3.4. Effects of Actigaming on Emotional Attentional Biases
Table 4 and Figure 5 present the results of a repeated measures ANOVA examining the effects of actigaming and exercise on emotional attentional biases. All data were normally distributed (p > 0.05) and met the homogeneity of variance assumption (p > 0.05), satisfying the assumptions for ANOVA. The results show that scores of attentional bias towards negative mood state exhibited a significant interaction effect between interventions (F (1, 34) = 4.223, η^2^ = 0.164, p = 0.027), a nonsignificant main effect of intervention (F (1, 34) = 6.762, η^2^= 0.166, p = 0.013) and a significant main effect of time (F (1, 34) = 0.657, η^2^ = 0.012, p = 0.415). Simple effect analysis indicated no significant baseline differences between the two interventions (p = 0.352, Figure 5A). However, post-test attentional bias scores towards negative emotions among participants in the actigaming intervention were significantly lower than those in the aerobic bicycle intervention (p = 0.001; Figure 5B). Furthermore, analysis of the Positive-emotion attentional bias score revealed no significant interaction effect between interventions, nor significant main effects of intervention or time, indicating no significant differences in Positive-emotion attentional bias scores before and after either intervention.
4. Discussion
In this study, a randomized crossover experiment was performed to investigate and compare the mood state benefits of actigaming exercise and traditional exercise. The study’s main results show that, compared with participants in the aerobic bicycle intervention, college students in the actigaming intervention may more quickly suppress cues related to negative emotions. We also found that participants in the actigaming intervention exhibited significantly enhanced positive mood state and reduced negative mood state after the intervention. However, we used a small data set and a single session; further research is needed with a larger sample size to confirm results.

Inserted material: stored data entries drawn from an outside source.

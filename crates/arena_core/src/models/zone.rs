//! Shrinking circular safe area centered on the arena origin.

use serde::{Deserialize, Serialize};

use crate::engine::coordinates::Vec2;

#[derive(Debug, Clone, Copy, Serialize, Deserialize)]
pub struct Zone {
    radius: f32,
}

impl Zone {
    pub fn new(radius: f32) -> Self {
        Self { radius: radius.max(0.0) }
    }

    #[inline]
    pub fn radius(&self) -> f32 {
        self.radius
    }

    /// Shrink by `rate * dt`, clamped at zero.
    pub fn shrink(&mut self, rate: f32, dt: f32) {
        self.radius = (self.radius - rate * dt).max(0.0);
    }

    /// A point is out of the zone iff its distance from the origin exceeds
    /// the current radius.
    #[inline]
    pub fn contains(&self, point: Vec2) -> bool {
        point.norm() <= self.radius
    }

    /// Distance from a point to the zone edge; negative when outside.
    #[inline]
    pub fn distance_from_edge(&self, point: Vec2) -> f32 {
        self.radius - point.norm()
    }
}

Emotional attentional biases can influence how individuals perceive and interpret information, thus directly affecting their emotional experience [32]. Individuals with attentional bias shifting towards negative emotions will be more sensitive in their perception and treatment of negative information, thus making them prone to experiencing such negative emotions as anxiety, fear, or loneliness [33]. That is, if an individual is more likely to pay attention to negative information, he will feel depressed even in a positive environment [34]. On the contrary, individuals who tend to pay more attention to positive information will present stronger self-regulation and stress-tolerance abilities even in a predicament, which greatly affects their abilities to regulate and cope with emotions, thus influencing their decision-making behaviors [35]. Therefore, it is of particular importance for individuals to regulate their emotional attentional biases properly. This study shows that emotional attentional biases among college students can be positively regulated by both traditional exercise and actigaming, with actigaming showing a stronger regulatory effect than traditional exercise. Therefore, this study provides further evidence of the positive effects of exercise on attentional bias.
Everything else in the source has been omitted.